The painting was big (probably almost three feet square) and heavy with great hangers on the back. It had some damage to one of the corners, where it had maybe been dropped or bashed into something and the corner was a bit splayed out. I pondered that for a few minutes in the store and decided that we could fix it with some wood glue and a C-clamp.
The picture was eight dollars, and we brought it home.
The first thing I did was fix the corner. I smushed plenty of wood glue into the area that had been damaged, and then clamped that corner between two pieces of wood and left it to dry overnight. By the next morning it was solid and ready for paint.
We started with primer, which we already had in the garage.
I had used a gift card from my MIL to buy some acrylic paints (along with the hooks for my jewelry box), so after the primer dried I covered the whole thing with two layers of blue acrylic paint.
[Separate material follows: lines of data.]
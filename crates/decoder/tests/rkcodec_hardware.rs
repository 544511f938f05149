//! Tests against the real `librkffplayer.so`.
//!
//! These need a Rockchip board with the vendor media stack installed and are
//! ignored by default:
//!
//! ```bash
//! cargo test -p rk-decoder --test rkcodec_hardware -- --ignored
//! ```

use std::sync::Arc;
use std::time::{Duration, Instant};

use rk_common::{DecoderSettings, NullDisplay, StreamHints, VideoCodec, VideoPacket};
use rk_decoder::rkcodec::RkCodecLibrary;
use rk_decoder::{CodecState, RkCodec};

fn h264_hints() -> StreamHints {
    StreamHints {
        codec: Some(VideoCodec::H264),
        width: 1920,
        height: 1080,
        fps_rate: 24000,
        fps_scale: 1001,
        ..Default::default()
    }
}

#[test]
#[ignore = "requires librkffplayer.so"]
fn library_loads_all_symbols() {
    let lib = RkCodecLibrary::load().expect("vendor codec library should load");
    println!("{lib:?}");
}

#[test]
#[ignore = "requires librkffplayer.so"]
fn open_close_cycle() {
    let codec = RkCodec::new(DecoderSettings::default(), Arc::new(NullDisplay));
    for _ in 0..3 {
        codec.open_decoder(&h264_hints()).expect("open");
        assert_eq!(codec.state(), CodecState::Opened);
        codec.close_decoder();
        assert_eq!(codec.state(), CodecState::Closed);
    }
}

#[test]
#[ignore = "requires librkffplayer.so and RKMC_TEST_H264 (Annex B elementary stream)"]
fn decode_elementary_stream_to_eos() {
    let Ok(path) = std::env::var("RKMC_TEST_H264") else {
        eprintln!("RKMC_TEST_H264 not set; skipping");
        return;
    };
    let data = std::fs::read(path).expect("read test stream");

    let codec = RkCodec::new(DecoderSettings::default(), Arc::new(NullDisplay));
    codec.open_decoder(&h264_hints()).expect("open");

    for (i, chunk) in data.chunks(64 * 1024).enumerate() {
        let pts = i as i64 * 41_708;
        codec
            .decode_video(VideoPacket::new(chunk.to_vec(), Some(pts), None))
            .expect("decode");
    }
    codec.submit_eos().expect("eos");

    let deadline = Instant::now() + Duration::from_secs(10);
    while !codec.is_eos() && Instant::now() < deadline {
        std::thread::sleep(Duration::from_millis(20));
    }

    let stats = codec.stats();
    println!("{stats:?}");
    assert!(stats.display_events > 0);
    codec.close_decoder();
}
Then I put some brown, yellow, white and green paint on a plate for our son, and he got to do his very first painting. He loves to draw, and was thrilled at the prospect of painting a picture. I gave him some tips on how to use a brush (like petting a cat – you never push the brush backwards against the bristles) and I washed out the brush for him in between colors, but that was the only help he needed. Here’s what we ended up with:
Mountains with trees on top, and a house, tree and person down in the foothills. Plus a sun and some clouds in that beautiful blue sky. Then he added his name in the corner and we hung his masterpiece in his room. He loves it.
We have plenty of paint left over from this project, so I’m going to keep an eye out for other paintings at Goodwill that I could paint over. It looked like a lot of fun when I was watching our son, and I’d like to give it a try too.
If you have artwork that you no longer love, or if you come across a piece in a thrift store that has solid bones but a not-so-great picture, you can always recycle it into something new. If you let your kids paint their own pictures, they will be ever so proud of their creations. And instead of paper stuck to the fridge with magnets, you’ll have a piece of original art to hang on the wall.